[Collected data]
- - -

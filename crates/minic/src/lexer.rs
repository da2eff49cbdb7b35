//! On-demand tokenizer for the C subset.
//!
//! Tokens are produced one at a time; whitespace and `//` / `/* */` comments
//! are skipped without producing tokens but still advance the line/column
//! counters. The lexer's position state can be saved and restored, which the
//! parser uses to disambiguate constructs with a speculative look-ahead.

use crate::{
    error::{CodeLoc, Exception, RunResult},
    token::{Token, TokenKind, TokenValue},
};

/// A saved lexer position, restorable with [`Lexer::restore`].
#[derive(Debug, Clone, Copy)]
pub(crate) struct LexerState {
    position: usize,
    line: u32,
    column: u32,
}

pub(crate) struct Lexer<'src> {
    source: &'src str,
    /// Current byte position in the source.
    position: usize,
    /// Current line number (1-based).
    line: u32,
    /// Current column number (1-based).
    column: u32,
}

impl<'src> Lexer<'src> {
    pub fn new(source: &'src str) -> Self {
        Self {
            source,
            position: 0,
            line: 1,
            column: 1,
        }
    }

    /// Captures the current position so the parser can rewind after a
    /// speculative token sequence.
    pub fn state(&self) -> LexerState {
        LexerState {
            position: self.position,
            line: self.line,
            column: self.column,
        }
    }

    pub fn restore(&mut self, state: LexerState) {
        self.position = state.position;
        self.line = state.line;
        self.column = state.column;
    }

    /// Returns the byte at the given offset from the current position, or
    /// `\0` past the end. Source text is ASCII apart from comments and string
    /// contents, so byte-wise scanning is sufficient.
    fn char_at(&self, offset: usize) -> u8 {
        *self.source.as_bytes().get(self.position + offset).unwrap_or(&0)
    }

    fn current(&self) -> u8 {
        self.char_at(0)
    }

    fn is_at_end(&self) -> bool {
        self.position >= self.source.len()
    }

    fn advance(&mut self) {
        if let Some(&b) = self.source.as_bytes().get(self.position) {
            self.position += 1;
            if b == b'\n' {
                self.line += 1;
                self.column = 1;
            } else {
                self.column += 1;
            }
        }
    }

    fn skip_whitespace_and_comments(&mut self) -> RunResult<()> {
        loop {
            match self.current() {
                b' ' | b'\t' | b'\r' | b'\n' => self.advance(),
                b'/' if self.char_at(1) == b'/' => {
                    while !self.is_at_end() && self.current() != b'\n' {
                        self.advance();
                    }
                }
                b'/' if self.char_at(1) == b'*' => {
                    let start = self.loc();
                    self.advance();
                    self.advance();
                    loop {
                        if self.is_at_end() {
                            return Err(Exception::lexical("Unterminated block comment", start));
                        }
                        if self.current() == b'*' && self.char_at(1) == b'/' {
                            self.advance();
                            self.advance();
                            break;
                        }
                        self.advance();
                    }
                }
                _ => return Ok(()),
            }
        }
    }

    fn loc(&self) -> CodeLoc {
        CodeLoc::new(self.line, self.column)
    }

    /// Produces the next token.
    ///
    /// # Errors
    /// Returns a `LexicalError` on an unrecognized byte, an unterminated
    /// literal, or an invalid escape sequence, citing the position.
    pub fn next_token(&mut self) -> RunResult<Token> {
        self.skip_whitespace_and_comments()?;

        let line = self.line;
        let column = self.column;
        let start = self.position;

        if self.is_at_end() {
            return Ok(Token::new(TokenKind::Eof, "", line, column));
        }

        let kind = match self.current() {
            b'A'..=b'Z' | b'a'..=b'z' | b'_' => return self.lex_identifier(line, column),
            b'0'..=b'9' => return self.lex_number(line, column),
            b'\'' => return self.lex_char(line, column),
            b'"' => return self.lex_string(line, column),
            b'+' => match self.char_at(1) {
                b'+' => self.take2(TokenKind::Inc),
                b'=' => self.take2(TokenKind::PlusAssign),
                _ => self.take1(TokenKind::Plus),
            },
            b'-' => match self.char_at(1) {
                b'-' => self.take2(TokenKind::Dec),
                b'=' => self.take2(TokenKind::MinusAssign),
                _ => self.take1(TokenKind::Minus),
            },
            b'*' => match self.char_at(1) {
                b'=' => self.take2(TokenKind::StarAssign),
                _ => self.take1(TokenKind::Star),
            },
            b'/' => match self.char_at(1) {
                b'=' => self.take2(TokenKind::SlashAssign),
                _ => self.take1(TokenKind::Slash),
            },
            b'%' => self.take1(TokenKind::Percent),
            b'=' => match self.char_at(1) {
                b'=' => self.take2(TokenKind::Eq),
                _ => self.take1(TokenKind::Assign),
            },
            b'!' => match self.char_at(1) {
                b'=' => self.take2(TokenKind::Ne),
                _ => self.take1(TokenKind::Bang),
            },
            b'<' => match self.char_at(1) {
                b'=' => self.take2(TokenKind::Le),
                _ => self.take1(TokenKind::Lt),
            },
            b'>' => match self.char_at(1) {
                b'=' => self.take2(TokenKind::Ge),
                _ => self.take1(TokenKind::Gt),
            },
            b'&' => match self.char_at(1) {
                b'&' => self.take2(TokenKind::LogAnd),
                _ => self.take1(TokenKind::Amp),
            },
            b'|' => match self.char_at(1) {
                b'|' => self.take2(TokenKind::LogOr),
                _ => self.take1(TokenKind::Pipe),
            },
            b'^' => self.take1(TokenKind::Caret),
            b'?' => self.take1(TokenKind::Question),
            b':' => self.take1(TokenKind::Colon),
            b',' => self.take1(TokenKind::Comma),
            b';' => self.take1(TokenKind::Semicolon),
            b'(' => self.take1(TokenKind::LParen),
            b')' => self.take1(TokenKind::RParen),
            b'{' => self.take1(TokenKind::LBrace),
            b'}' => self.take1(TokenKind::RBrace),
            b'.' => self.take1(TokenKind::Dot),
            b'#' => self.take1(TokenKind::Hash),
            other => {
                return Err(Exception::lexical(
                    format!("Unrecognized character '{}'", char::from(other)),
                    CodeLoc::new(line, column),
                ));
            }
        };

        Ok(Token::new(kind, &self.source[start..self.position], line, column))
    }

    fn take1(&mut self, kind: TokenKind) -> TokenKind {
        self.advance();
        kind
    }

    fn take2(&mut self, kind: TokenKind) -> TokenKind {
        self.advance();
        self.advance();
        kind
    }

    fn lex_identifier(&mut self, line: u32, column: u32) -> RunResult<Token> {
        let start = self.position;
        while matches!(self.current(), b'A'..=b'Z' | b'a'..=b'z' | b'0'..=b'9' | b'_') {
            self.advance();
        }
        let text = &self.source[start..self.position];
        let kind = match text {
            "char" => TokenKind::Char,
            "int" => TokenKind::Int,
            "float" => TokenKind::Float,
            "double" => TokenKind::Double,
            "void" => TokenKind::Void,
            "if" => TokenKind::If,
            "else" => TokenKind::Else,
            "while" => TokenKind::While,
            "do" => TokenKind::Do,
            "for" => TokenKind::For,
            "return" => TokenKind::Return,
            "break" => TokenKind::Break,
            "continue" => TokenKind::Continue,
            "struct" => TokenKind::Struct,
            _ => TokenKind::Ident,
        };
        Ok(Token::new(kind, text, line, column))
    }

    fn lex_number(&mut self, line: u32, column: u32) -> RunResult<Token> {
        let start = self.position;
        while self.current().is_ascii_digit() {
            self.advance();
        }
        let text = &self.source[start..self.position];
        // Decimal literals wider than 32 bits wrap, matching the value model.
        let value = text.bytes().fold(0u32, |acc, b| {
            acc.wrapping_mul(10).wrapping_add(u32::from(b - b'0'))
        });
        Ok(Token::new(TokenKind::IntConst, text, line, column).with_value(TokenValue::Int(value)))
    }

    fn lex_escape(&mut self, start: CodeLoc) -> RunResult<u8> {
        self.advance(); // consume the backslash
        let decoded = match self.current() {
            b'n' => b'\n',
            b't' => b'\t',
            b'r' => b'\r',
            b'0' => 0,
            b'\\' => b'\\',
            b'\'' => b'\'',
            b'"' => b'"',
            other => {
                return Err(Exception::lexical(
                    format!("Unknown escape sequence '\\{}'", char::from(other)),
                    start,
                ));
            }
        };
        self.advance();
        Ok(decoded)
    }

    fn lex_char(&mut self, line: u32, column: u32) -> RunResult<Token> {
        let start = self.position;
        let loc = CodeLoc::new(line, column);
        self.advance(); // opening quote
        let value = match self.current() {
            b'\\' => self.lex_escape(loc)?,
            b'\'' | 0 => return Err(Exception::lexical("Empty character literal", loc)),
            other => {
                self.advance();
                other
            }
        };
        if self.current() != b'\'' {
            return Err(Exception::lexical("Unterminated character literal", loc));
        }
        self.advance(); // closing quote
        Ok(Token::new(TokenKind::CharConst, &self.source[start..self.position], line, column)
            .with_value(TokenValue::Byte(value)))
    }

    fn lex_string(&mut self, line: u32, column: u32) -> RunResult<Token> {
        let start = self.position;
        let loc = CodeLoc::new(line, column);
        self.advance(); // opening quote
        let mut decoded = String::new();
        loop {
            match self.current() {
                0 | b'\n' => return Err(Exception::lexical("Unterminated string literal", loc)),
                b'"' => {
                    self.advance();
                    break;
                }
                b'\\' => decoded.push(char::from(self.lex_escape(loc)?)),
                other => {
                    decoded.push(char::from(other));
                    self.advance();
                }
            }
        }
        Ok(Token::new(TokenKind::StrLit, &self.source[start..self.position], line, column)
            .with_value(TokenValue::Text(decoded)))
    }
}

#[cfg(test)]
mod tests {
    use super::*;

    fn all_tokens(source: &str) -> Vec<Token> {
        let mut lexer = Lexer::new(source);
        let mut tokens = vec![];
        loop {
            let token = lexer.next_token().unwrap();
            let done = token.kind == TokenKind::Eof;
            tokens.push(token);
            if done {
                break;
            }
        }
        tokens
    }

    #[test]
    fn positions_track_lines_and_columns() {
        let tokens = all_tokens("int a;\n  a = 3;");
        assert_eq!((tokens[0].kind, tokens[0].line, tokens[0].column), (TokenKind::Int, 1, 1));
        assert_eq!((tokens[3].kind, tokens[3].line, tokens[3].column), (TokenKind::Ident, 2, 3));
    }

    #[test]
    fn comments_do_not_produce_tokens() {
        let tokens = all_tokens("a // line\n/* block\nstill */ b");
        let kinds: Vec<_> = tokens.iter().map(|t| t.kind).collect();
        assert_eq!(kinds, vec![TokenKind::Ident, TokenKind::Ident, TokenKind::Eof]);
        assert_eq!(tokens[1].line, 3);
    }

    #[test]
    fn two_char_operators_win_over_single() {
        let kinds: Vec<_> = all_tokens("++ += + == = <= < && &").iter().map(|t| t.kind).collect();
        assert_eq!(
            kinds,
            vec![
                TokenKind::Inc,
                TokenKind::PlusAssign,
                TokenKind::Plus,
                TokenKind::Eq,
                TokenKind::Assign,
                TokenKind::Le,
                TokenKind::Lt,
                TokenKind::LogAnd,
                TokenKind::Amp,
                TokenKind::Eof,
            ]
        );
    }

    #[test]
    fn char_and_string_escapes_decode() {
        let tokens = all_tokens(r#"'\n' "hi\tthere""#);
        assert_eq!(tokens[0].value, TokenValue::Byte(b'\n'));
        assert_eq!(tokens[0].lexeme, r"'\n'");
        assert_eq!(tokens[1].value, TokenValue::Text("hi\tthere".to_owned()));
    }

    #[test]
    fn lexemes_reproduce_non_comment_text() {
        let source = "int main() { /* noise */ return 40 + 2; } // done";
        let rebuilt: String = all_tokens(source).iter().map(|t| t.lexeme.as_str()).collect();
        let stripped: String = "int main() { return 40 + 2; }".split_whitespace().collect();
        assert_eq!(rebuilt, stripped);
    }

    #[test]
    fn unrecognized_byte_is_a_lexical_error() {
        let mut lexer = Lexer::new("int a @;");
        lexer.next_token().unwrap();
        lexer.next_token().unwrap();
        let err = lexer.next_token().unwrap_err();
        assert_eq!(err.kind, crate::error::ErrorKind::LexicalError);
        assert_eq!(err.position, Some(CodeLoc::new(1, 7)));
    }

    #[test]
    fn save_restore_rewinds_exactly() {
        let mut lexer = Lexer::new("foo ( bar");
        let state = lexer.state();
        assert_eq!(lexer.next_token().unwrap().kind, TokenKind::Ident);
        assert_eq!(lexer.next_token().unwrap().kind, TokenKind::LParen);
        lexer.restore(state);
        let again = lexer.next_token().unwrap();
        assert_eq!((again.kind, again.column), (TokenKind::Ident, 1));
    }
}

- - -

Find the lines above that contain the word "Returns" and copy each one.

§ **SOLUTION TO THIS EXERCISE**
    /// Returns the byte at the given offset from the current position, or
    /// Returns a `LexicalError` on an unrecognized byte, an unterminated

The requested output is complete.